Former commissioner candidate Kemp announces intent to run again
Published 12:07 am Tuesday, April 8, 2025
- Bobby Kemp speaks at the Rowan County Board of Commissioners meeting on February 5.
SALISBURY — Bobby Kemp ran for the Rowan County Board of Commissioners during the last election cycle, and he has announced that he will be running again on a similar platform. However, Kemp is changing a few of his actions and ideas to reflect what he learned during the first go-round.
“I’ll be 72 years old on my next birthday. I grew up here in this county. I’ve watched this town and county grow and I’ve seen what took place. It seems like we’re forgetting the power of the people that built the county,” said Kemp.
Last year, Kemp, a Republican, filed with the Rowan County Board of Elections after the filing period ended, meaning he had to run as a confirmed write-in candidate.

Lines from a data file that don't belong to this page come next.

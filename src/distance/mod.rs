//! Distance computations for the nearest-polyline narrow phase

pub mod segment;

pub use segment::{point_polyline_distance, point_segment_distance, point_segment_distance_squared};
//! Even-odd ray-crossing containment
//!
//! Boundary convention: an edge counts as crossed when its endpoints straddle
//! the query row half-open (`(y0 > py) != (y1 > py)`) and the query point lies
//! strictly left of the crossing. On an axis-aligned square this puts points on
//! the left and bottom edges inside and points on the right and top edges
//! outside. Shared edges between adjacent polygons therefore belong to exactly
//! one of them.

use crate::types::CoordFloat;

/// One closed boundary loop. The closing edge (last -> first) is implicit; an
/// explicitly repeated first vertex only adds a zero-length edge.
#[derive(Debug, Clone, Copy)]
pub struct Ring<'a, T> {
    pub xs: &'a [T],
    pub ys: &'a [T],
}

impl<'a, T: CoordFloat> Ring<'a, T> {
    pub fn new(xs: &'a [T], ys: &'a [T]) -> Self {
        debug_assert_eq!(xs.len(), ys.len());
        Self { xs, ys }
    }

    pub fn len(&self) -> usize {
        self.xs.len()
    }

    pub fn is_empty(&self) -> bool {
        self.xs.is_empty()
    }

    /// Edges `(x0, y0, x1, y1)` including the closing edge
    pub fn edges(&self) -> impl Iterator<Item = (T, T, T, T)> + '_ {
        let n = self.len();
        (0..n).map(move |i| {
            let j = if i + 1 == n { 0 } else { i + 1 };
            (self.xs[i], self.ys[i], self.xs[j], self.ys[j])
        })
    }
}

/// Even-odd test of `(px, py)` against a single ring
pub fn point_in_ring<T: CoordFloat>(px: T, py: T, ring: &Ring<'_, T>) -> bool {
    let mut inside = false;
    for (x0, y0, x1, y1) in ring.edges() {
        if (y0 > py) != (y1 > py) {
            // y0 != y1 here, the division is safe
            let x_cross = x0 + (py - y0) * (x1 - x0) / (y1 - y0);
            if px < x_cross {
                inside = !inside;
            }
        }
    }
    inside
}

/// Inside the exterior (first ring) and outside every hole.
///
/// An empty ring sequence contains nothing.
pub fn point_in_polygon<'a, T, I>(px: T, py: T, rings: I) -> bool
where
    T: CoordFloat,
    I: IntoIterator<Item = Ring<'a, T>>,
{
    let mut rings = rings.into_iter();
    match rings.next() {
        Some(exterior) if point_in_ring(px, py, &exterior) => {}
        _ => return false,
    }
    // 第一个命中的洞即可判定在外部
    rings.all(|hole| !point_in_ring(px, py, &hole))
}
//! Coordinate scalar types
//!
//! Engines are generic over [`CoordFloat`], so mixing `f32` points with `f64`
//! polygons is a compile error. [`CoordColumn`] carries the type at runtime for
//! callers that hold type-erased columns.

use std::fmt::Debug;
use std::ops::{Add, Div, Mul, Sub};

/// Floating-point coordinate scalar (`f32` or `f64`)
pub trait CoordFloat:
    Copy
    + Debug
    + PartialOrd
    + Send
    + Sync
    + 'static
    + Add<Output = Self>
    + Sub<Output = Self>
    + Mul<Output = Self>
    + Div<Output = Self>
{
    const ZERO: Self;
    const ONE: Self;
    /// Name used in type-mismatch errors
    const TYPE_NAME: &'static str;

    fn sqrt(self) -> Self;
    fn is_nan(self) -> bool;
}

impl CoordFloat for f32 {
    const ZERO: Self = 0.0;
    const ONE: Self = 1.0;
    const TYPE_NAME: &'static str = "float32";

    #[inline]
    fn sqrt(self) -> Self {
        f32::sqrt(self)
    }

    #[inline]
    fn is_nan(self) -> bool {
        f32::is_nan(self)
    }
}

impl CoordFloat for f64 {
    const ZERO: Self = 0.0;
    const ONE: Self = 1.0;
    const TYPE_NAME: &'static str = "float64";

    #[inline]
    fn sqrt(self) -> Self {
        f64::sqrt(self)
    }

    #[inline]
    fn is_nan(self) -> bool {
        f64::is_nan(self)
    }
}

/// Borrowed coordinate column with its element type known only at runtime
#[derive(Debug, Clone, Copy)]
pub enum CoordColumn<'a> {
    Float32(&'a [f32]),
    Float64(&'a [f64]),
}

impl<'a> CoordColumn<'a> {
    pub fn type_name(&self) -> &'static str {
        match self {
            CoordColumn::Float32(_) => f32::TYPE_NAME,
            CoordColumn::Float64(_) => f64::TYPE_NAME,
        }
    }

    pub fn len(&self) -> usize {
        match self {
            CoordColumn::Float32(values) => values.len(),
            CoordColumn::Float64(values) => values.len(),
        }
    }

    pub fn is_empty(&self) -> bool {
        self.len() == 0
    }
}

impl<'a> From<&'a [f32]> for CoordColumn<'a> {
    fn from(values: &'a [f32]) -> Self {
        CoordColumn::Float32(values)
    }
}

impl<'a> From<&'a [f64]> for CoordColumn<'a> {
    fn from(values: &'a [f64]) -> Self {
        CoordColumn::Float64(values)
    }
}

impl<'a> From<&'a Vec<f32>> for CoordColumn<'a> {
    fn from(values: &'a Vec<f32>) -> Self {
        CoordColumn::Float32(values.as_slice())
    }
}

impl<'a> From<&'a Vec<f64>> for CoordColumn<'a> {
    fn from(values: &'a Vec<f64>) -> Self {
        CoordColumn::Float64(values.as_slice())
    }
}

Obviously, the main issue was his name not being on the ballot, but Kemp said he ran into multiple other issues, including not being allowed to participate in the Rowan County Chamber of Commerce’s candidate forum.
“This go-round, I have already been over and signed up to open my campaign back up. I’ll be back over in December to do some more paperwork. This time, my name will be on the ballot and we’ll leave it up to all the people in Rowan County. I had numerous people come to me that I know, I just don’t see them every week, and they did not know I was running and said, ‘why didn’t you call and tell me? I would have voted for you, but I didn’t see your name on the ballot,’” said Kemp.

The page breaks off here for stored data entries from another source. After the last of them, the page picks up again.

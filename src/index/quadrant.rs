//! Quadrant geometry: `(key, level)` -> bounding box
//!
//! Level-0 quadrants have side `scale * 2^(max_depth - 1)`; every level below
//! halves it. The key's de-interleaved `(qx, qy)` count quadrants of that side
//! from the area-of-interest origin.

use crate::config::IndexParams;
use crate::index::morton;
use crate::types::BoundingBox;
use crate::{JoinError, Result};

/// Deepest supported `max_depth`: a `u32` key holds 16 bits per axis and the
/// top level is reserved.
pub const MAX_DEPTH_LIMIT: u8 = 15;

pub fn validate_scale(scale: f64) -> Result<()> {
    if !(scale.is_finite() && scale > 0.0) {
        return Err(JoinError::invalid(format!("scale must be positive and finite, got {}", scale)));
    }
    Ok(())
}

pub fn validate_max_depth(max_depth: u8) -> Result<()> {
    if !(1..=MAX_DEPTH_LIMIT).contains(&max_depth) {
        return Err(JoinError::invalid(format!(
            "max_depth must be in [1, {}], got {}",
            MAX_DEPTH_LIMIT, max_depth
        )));
    }
    Ok(())
}

/// Reconstructs quadrant boxes for one index
#[derive(Debug, Clone, Copy, PartialEq)]
pub struct QuadrantResolver {
    x_min: f64,
    y_min: f64,
    root_side: f64,
    max_depth: u8,
}

impl QuadrantResolver {
    pub fn new(x_min: f64, y_min: f64, scale: f64, max_depth: u8) -> Result<Self> {
        validate_scale(scale)?;
        validate_max_depth(max_depth)?;
        if !(x_min.is_finite() && y_min.is_finite()) {
            return Err(JoinError::invalid(format!(
                "area-of-interest origin must be finite, got ({}, {})",
                x_min, y_min
            )));
        }
        Ok(Self {
            x_min,
            y_min,
            root_side: scale * f64::from(1u32 << (max_depth - 1)),
            max_depth,
        })
    }

    /// Resolver anchored at the (normalized) area-of-interest origin
    pub fn from_params(params: &IndexParams) -> Result<Self> {
        let aoi = params.area_of_interest.normalized();
        Self::new(aoi.min_x, aoi.min_y, params.scale, params.max_depth)
    }

    pub fn max_depth(&self) -> u8 {
        self.max_depth
    }

    /// Side length of a level-0 quadrant
    pub fn root_side(&self) -> f64 {
        self.root_side
    }

    #[inline]
    pub fn side_at(&self, level: u8) -> f64 {
        self.root_side / 2f64.powi(level as i32)
    }

    #[inline]
    pub fn quadrant_box(&self, key: u32, level: u8) -> BoundingBox {
        let (qx, qy) = morton::decode(key);
        let side = self.side_at(level);
        let min_x = self.x_min + f64::from(qx) * side;
        let min_y = self.y_min + f64::from(qy) * side;
        BoundingBox::new(min_x, min_y, min_x + side, min_y + side)
    }
}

Last time around, the main part of Kemp’s platform was assistance to disabled residents, veterans and the elderly, primarily through tax relief. Late in his campaign and after talking to voters, Kemp said that he also wanted to help young adults in the community with home ownership programs.
“I want to try to help the people. I think it’s time to take a close look at the billfold and it’s time to quit making all this debt and sending taxpayers the bill, because we can’t afford no more,” said Kemp, specifically pointing to the purchase of the former Salisbury Mall, now the Rowan Community Center, as an unnecessary expense.
Kemp’s desire to help those populations stems directly from his own life experiences. The grandson of a sharecropper, Kemp said he grew up poor in a home that only had “two small bedrooms and an outhouse out back.”
“My grandpa was a sharecropper until his health was so bad he couldn’t do it no more. I know what it’s like to struggle to try to make it. I’ve breathed cotton dust and I’ve breathed sawdust. I’ve been a worker for all my life. For 42 years, I’ve worked to make a better life for myself and make a better life for my family,” said Kemp.
Kemp said he dropped out of school in the ninth grade to start work before going back and earning his GED certificate. He served in the U.S. Army 82nd Airborne Division. After the Army, he worked primarily at Cannon Mills until it shut down, at which point he went on to work in various jobs, including as a vice president of sales for a manufactured homes company.
Kemp has lived almost his entire life in Rowan County, with his only year away being spent working in a manufacturing plant in Alexander County.
“I worked in a textile plant, and I got a good taste of that and I came right back. I worked for Broyhill (Furniture), made some fine furniture, but I’d rather have been working for Charlie Cannon,” said Kemp.
That all changed when Kemp was diagnosed with esophageal cancer in 2012. At first, he worked from home as an estimator, but eventually the cancer and necessary treatments forced him to quit working. Between the medical bills, the loss of income and a six-month delay in his disability check, Kemp said that the increased burden cleared out his retirement savings.
“It just seems like everywhere you turn, there’s somebody wanting more money. I made the statement that, when I first started to become a homeowner, when I paid property taxes I wasn’t charged anything for the fire department. The county took care of the fire department, but now I pay a fire department fee. I pay it on my vehicles, and that’s just money that we don’t have to pay,” said Kemp.
In his first go-round on the ballot, Kemp finished in a distant fifth with approximately 1,250 votes.
Incumbents Mike Caskey and Craig Pierce led the vote-getters with 39,659 and 37,754 votes, respectively. Democrat candidate Alissa Redmond came in third with 23,088 votes and We the People candidate Mark Ortiz came in fourth with 7,331 votes.
He compared that first campaign to his time on the pitcher’s mound as a teenager.
“Every pitch I threw wasn’t a strike. That’s the way life is, everything we do in life is not a strike. Sometimes we’ve got to keep pitching to get better at it, and that’s what I try to do in life, and I want to help people do that,” said Kemp.
Kemp is the second candidate to announce their intentions to run for the Rowan County Board of Commissioners. Karla Foster Leonard, the chairperson of the Rowan County Planning Board and a local real estate agent, announced her candidacy in mid-March.